The New York law that enables the seizure of guns from people who haven’t committed a crime is unconstitutional, a state Supreme Court judge has ruled.
This red flag law, or the Extreme Risk Protection Order law, lets individuals – including police officers – petition a court to allow the seizure of firearms from a person they believe poses a threat to themselves or others.
If a judge agrees, the judge can direct law enforcement to take guns from the person in question.
The law took effect in 2019 and has led to the issuance of more than 1,900 removal orders.
But the law is in violation of the U.S. Constitution’s Second and Fourteenth Amendments because it doesn’t “sufficiently protect a citizen’s rights,” New York State Supreme Court Judge Thomas Moran said in a ruling in late December 2022.
The red flag law, per an update in July 2022, states that police officers and district attorneys must file for a risk protection order “upon the receipt of credible information that an individual is likely to engage in conduct that would result in serious harm to himself, herself, or others.”
The law points to a separate statute, the Mental Hygiene Law, that defines the likelihood to result in serious harm as “(1) substantial risk of physical harm to himself as manifested by threats of or attempts at suicide or serious bodily harm or other conduct demonstrating that he is dangerous to himself; or (2) a substantial risk of physical harm to other persons as manifested by homicidal or other violent behavior by which others are placed in reasonable fear of serious physical harm.”
The Mental Hygiene Law requires a person to have been admitted involuntarily to a hospital and that a doctor has determined the person to be likely to cause serious harm.

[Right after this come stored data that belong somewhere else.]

impl State {
    pub async fn new(window: Arc<Window>, viewer: &Viewer) -> Result<Self> {
        let size = window.inner_size();

        let instance = wgpu::Instance::new(&wgpu::InstanceDescriptor { ..Default::default() });
        let surface = instance.create_surface(window).context("creating surface")?;
        let adapter = instance
            .request_adapter(&wgpu::RequestAdapterOptions {
                compatible_surface: Some(&surface),
                ..Default::default()
            })
            .await
            .context("no suitable graphics adapter")?;
        let (device, queue) = adapter
            .request_device(&wgpu::DeviceDescriptor {
                label: Some("Device"),
                ..Default::default()
            })
            .await
            .context("requesting device")?;

        let surface_caps = surface.get_capabilities(&adapter);
        let surface_format = surface_caps
            .formats
            .iter()
            .copied()
            .find(|f| f.is_srgb())
            .or_else(|| surface_caps.formats.first().copied())
            .context("surface reports no formats")?;
        let config = wgpu::SurfaceConfiguration {
            usage: wgpu::TextureUsages::RENDER_ATTACHMENT,
            format: surface_format,
            width: size.width.max(1),
            height: size.height.max(1),
            present_mode: wgpu::PresentMode::Fifo,
            alpha_mode: surface_caps.alpha_modes[0],
            view_formats: vec![],
            desired_maximum_frame_latency: 2,
        };
        surface.configure(&device, &config);

        let projection = Projection::new(config.width, config.height, 90.0, 0.1, 1000.0);
        let grid = viewer.terrain().size();
        let mut scene_uniform = SceneUniform::new(&display::terrain_lights(grid));
        scene_uniform.update(viewer, &projection);

        let scene_buffer = device.create_buffer_init(&wgpu::util::BufferInitDescriptor {
            label: Some("Scene Buffer"),
            contents: bytemuck::cast_slice(&[scene_uniform]),
            usage: wgpu::BufferUsages::UNIFORM | wgpu::BufferUsages::COPY_DST,
        });

        let scene_bind_group_layout = device.create_bind_group_layout(&wgpu::BindGroupLayoutDescriptor {
            entries: &[wgpu::BindGroupLayoutEntry {
                binding: 0,
                visibility: wgpu::ShaderStages::VERTEX_FRAGMENT,
                ty: wgpu::BindingType::Buffer {
                    ty: wgpu::BufferBindingType::Uniform,
                    has_dynamic_offset: false,
                    min_binding_size: None,
                },
                count: None,
            }],
            label: Some("scene_bind_group_layout"),
        });

        let scene_bind_group = device.create_bind_group(&wgpu::BindGroupDescriptor {
            layout: &scene_bind_group_layout,
            entries: &[wgpu::BindGroupEntry {
                binding: 0,
                resource: scene_buffer.as_entire_binding(),
            }],
            label: Some("scene_bind_group"),
        });

        let depth_view = create_depth_view(&device, &config);

        let shader = device.create_shader_module(wgpu::ShaderModuleDescriptor {
            label: Some("Terrain Shader"),
            source: wgpu::ShaderSource::Wgsl(include_str!("shader.wgsl").into()),
        });

        let vertices = terrain_vertices(viewer);
        let vertex_buffer = device.create_buffer_init(&wgpu::util::BufferInitDescriptor {
            label: Some("Terrain Vertex Buffer"),
            contents: bytemuck::cast_slice(&vertices),
            usage: wgpu::BufferUsages::VERTEX | wgpu::BufferUsages::COPY_DST,
        });

        let fill_indices = IndexedBuffer::new(&device, "Terrain Fill Indices", &fill_indices(grid));
        let quad_wire_indices =
            IndexedBuffer::new(&device, "Terrain Quad Wire Indices", &wire_indices(grid, MeshMode::Quads));
        let triangle_wire_indices = IndexedBuffer::new(
            &device,
            "Terrain Triangle Wire Indices",
            &wire_indices(grid, MeshMode::Triangles),
        );

        let render_pipeline_layout = device.create_pipeline_layout(&wgpu::PipelineLayoutDescriptor {
            label: Some("Render Pipeline Layout"),
            bind_group_layouts: &[&scene_bind_group_layout],
            push_constant_ranges: &[],
        });

        let pipeline = |label: &str, vs: &str, fs: &str, topology: wgpu::PrimitiveTopology| {
            let filled = topology == wgpu::PrimitiveTopology::TriangleList;
            device.create_render_pipeline(&wgpu::RenderPipelineDescriptor {
                label: Some(label),
                layout: Some(&render_pipeline_layout),
                vertex: wgpu::VertexState {
                    module: &shader,
                    entry_point: Some(vs),
                    buffers: &[Vertex::desc()],
                    compilation_options: Default::default(),
                },
                fragment: Some(wgpu::FragmentState {
                    module: &shader,
                    entry_point: Some(fs),
                    targets: &[Some(wgpu::ColorTargetState {
                        format: config.format,
                        blend: Some(wgpu::BlendState::REPLACE),
                        write_mask: wgpu::ColorWrites::ALL,
                    })],
                    compilation_options: Default::default(),
                }),
                primitive: wgpu::PrimitiveState {
                    topology,
                    front_face: wgpu::FrontFace::Ccw,
                    cull_mode: filled.then_some(wgpu::Face::Back),
                    ..Default::default()
                },
                depth_stencil: Some(wgpu::DepthStencilState {
                    format: DEPTH_FORMAT,
                    depth_write_enabled: true,
                    depth_compare: wgpu::CompareFunction::LessEqual,
                    stencil: wgpu::StencilState::default(),
                    // Push the fill back so the wireframe wins in doubled mode.
                    bias: if filled {
                        wgpu::DepthBiasState {
                            constant: 2,
                            slope_scale: 1.0,
                            clamp: 0.0,
                        }
                    } else {
                        wgpu::DepthBiasState::default()
                    },
                }),
                multisample: wgpu::MultisampleState::default(),
                multiview: None,
                cache: None,
            })
        };

        let smooth_pipeline = pipeline(
            "Smooth Terrain Pipeline",
            "vs_main",
            "fs_main",
            wgpu::PrimitiveTopology::TriangleList,
        );
        let flat_pipeline = pipeline(
            "Flat Terrain Pipeline",
            "vs_flat",
            "fs_flat",
            wgpu::PrimitiveTopology::TriangleList,
        );
        let wire_pipeline = pipeline(
            "Wire Terrain Pipeline",
            "vs_main",
            "fs_wire",
            wgpu::PrimitiveTopology::LineList,
        );

        Ok(Self {
            surface,
            device,
            queue,
            config,
            size,
            smooth_pipeline,
            flat_pipeline,
            wire_pipeline,
            vertex_buffer,
            fill_indices,
            quad_wire_indices,
            triangle_wire_indices,
            projection,
            scene_uniform,
            scene_buffer,
            scene_bind_group,
            depth_view,
        })
    }

    pub fn resize(&mut self, new_size: winit::dpi::PhysicalSize<u32>) {
        if new_size.width > 0 && new_size.height > 0 {
            self.size = new_size;
            self.config.width = new_size.width;
            self.config.height = new_size.height;
            self.surface.configure(&self.device, &self.config);
            self.projection.resize(new_size.width, new_size.height);
            self.depth_view = create_depth_view(&self.device, &self.config);
        }
    }

    /// Uploads the frame's snapshot: camera transform and the animated mesh.
    fn upload(&mut self, viewer: &Viewer) {
        self.scene_uniform.update(viewer, &self.projection);
        self.queue.write_buffer(&self.scene_buffer, 0, bytemuck::cast_slice(&[self.scene_uniform]));

        let vertices = terrain_vertices(viewer);
        self.queue.write_buffer(&self.vertex_buffer, 0, bytemuck::cast_slice(&vertices));
    }

    pub fn render(&mut self, viewer: &Viewer) -> Result<(), wgpu::SurfaceError> {
        self.upload(viewer);

        let output = self.surface.get_current_texture()?;
        let view = output.texture.create_view(&wgpu::TextureViewDescriptor::default());
        let mut encoder = self.device.create_command_encoder(&wgpu::CommandEncoderDescriptor {
            label: Some("Render Encoder"),
        });
        {
            let mut render_pass = encoder.begin_render_pass(&wgpu::RenderPassDescriptor {
                label: Some("Render Pass"),
                color_attachments: &[Some(wgpu::RenderPassColorAttachment {
                    view: &view,
                    resolve_target: None,
                    ops: wgpu::Operations {
                        load: wgpu::LoadOp::Clear(wgpu::Color::BLACK),
                        store: wgpu::StoreOp::Store,
                    },
                    depth_slice: None,
                })],
                depth_stencil_attachment: Some(wgpu::RenderPassDepthStencilAttachment {
                    view: &self.depth_view,
                    depth_ops: Some(wgpu::Operations {
                        load: wgpu::LoadOp::Clear(1.0),
                        store: wgpu::StoreOp::Store,
                    }),
                    stencil_ops: None,
                }),
                timestamp_writes: None,
                occlusion_query_set: None,
            });
            render_pass.set_bind_group(0, &self.scene_bind_group, &[]);
            render_pass.set_vertex_buffer(0, self.vertex_buffer.slice(..));

            let settings = &viewer.display;
            if settings.draws_fill() {
                let pipeline = if settings.smooth_shading {
                    &self.smooth_pipeline
                } else {
                    &self.flat_pipeline
                };
                render_pass.set_pipeline(pipeline);
                render_pass.set_index_buffer(self.fill_indices.buffer.slice(..), wgpu::IndexFormat::Uint32);
                render_pass.draw_indexed(0..self.fill_indices.count, 0, 0..1);
            }
            if settings.draws_wire() {
                let wire = match settings.mesh_mode {
                    MeshMode::Quads => &self.quad_wire_indices,
                    MeshMode::Triangles => &self.triangle_wire_indices,
                };
                render_pass.set_pipeline(&self.wire_pipeline);
                render_pass.set_index_buffer(wire.buffer.slice(..), wgpu::IndexFormat::Uint32);
                render_pass.draw_indexed(0..wire.count, 0, 0..1);
            }
        }
        self.queue.submit(std::iter::once(encoder.finish()));
        output.present();
        Ok(())
    }
}

fn create_depth_view(device: &wgpu::Device, config: &wgpu::SurfaceConfiguration) -> wgpu::TextureView {
    let depth_texture = device.create_texture(&wgpu::TextureDescriptor {
        label: Some("Depth Texture"),
        size: wgpu::Extent3d { width: config.width, height: config.height, depth_or_array_layers: 1 },
        mip_level_count: 1,
        sample_count: 1,
        dimension: wgpu::TextureDimension::D2,
        format: DEPTH_FORMAT,
        usage: wgpu::TextureUsages::RENDER_ATTACHMENT,
        view_formats: &[],
    });
    depth_texture.create_view(&wgpu::TextureViewDescriptor::default())
}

A second doctor must confirm the determination if the person is held in a facility for more than 48 hours. In contrast, the red flag law doesn’t require the involvement of medical personnel.
“Why should respondents under the Mental Health Law be granted greater safeguards (such as having their case be reviewed by a physician with the educational background and experience to make such a determination) than matters pursuant to [the red flag law] in which ‘laypeople’ make such a determination?” Moran said.
“These are similarly situated people (by legislative definition) but as such are not to be treated equally, nor afforded the same constitutional guarantees that protect all citizens of New York state.”
Nonmedical workers such as police officers shouldn’t be authorized to determine if a person is likely to cause serious harm, according to the ruling.
In addition, under the U.S. Supreme Court’s standards in its 2022 ruling striking down New York’s concealed carry law, the red flag law doesn’t fit under the nation’s tradition of regulating firearms, the judge said.
The majority said in the 2022 decision that the Constitution protects people’s rights to carry firearms and that a government must, for each gun restriction, “demonstrate that the regulation is consistent with this Nation’s historical tradition of firearm regulation.”
“This Court is not unmindful of the dangers firearms may pose when possessed in the hands of a person suffering a mental illness, harboring a criminal intent, or both. However, when viewed objectively, [the law’s] goal of removing weapons from the otherwise lawful possession of them by their owners, without adequate constitutional safeguards, cannot be condoned by this Court,” Moran added later.
“While some may advocate that ‘the ends justify the means’ in support of [the law], where those means violate a fundamental right under our Bill of Rights to achieve their ends, then the law, on it’s face, cannot stand.”
The ruling only applies to the specific situation and doesn’t strike the law down statewide, a source familiar with the case said.
The ruling came in a case brought by a woman, C.N., whose estranged boyfriend, G.W., lodged an application for the removal of guns from the woman. G.W. claimed that C.N. made statements indicating she’d harm herself with a gun if she had access to one.
According to court documents, though, the petition inaccurately said the statements were made in 2022, but they were actually made no later than Feb. 27, 2021.
The court granted the request and ordered the seizure of any weapons from C.N., in addition to prohibiting her from buying or possessing any guns. Additionally, the court suspended C.N.’s pistol permit based on the risk protection order and the allegations made against her.
Daniel Strollo, an attorney representing C.N., said in a statement that he was “very happy” with Moran’s ruling.
Strollo told WHAM-TV that the red flag law implemented a “very quick and easy mechanism to deprive somebody of their fundamental Second Amendment rights.”
“You have people who are essentially not medical professionals expressing medical opinions that result in the deprivation of rights,” Strollo said.
“And you have a procedure that essentially allows somebody to lose those rights without ever having gone in front of a judge.”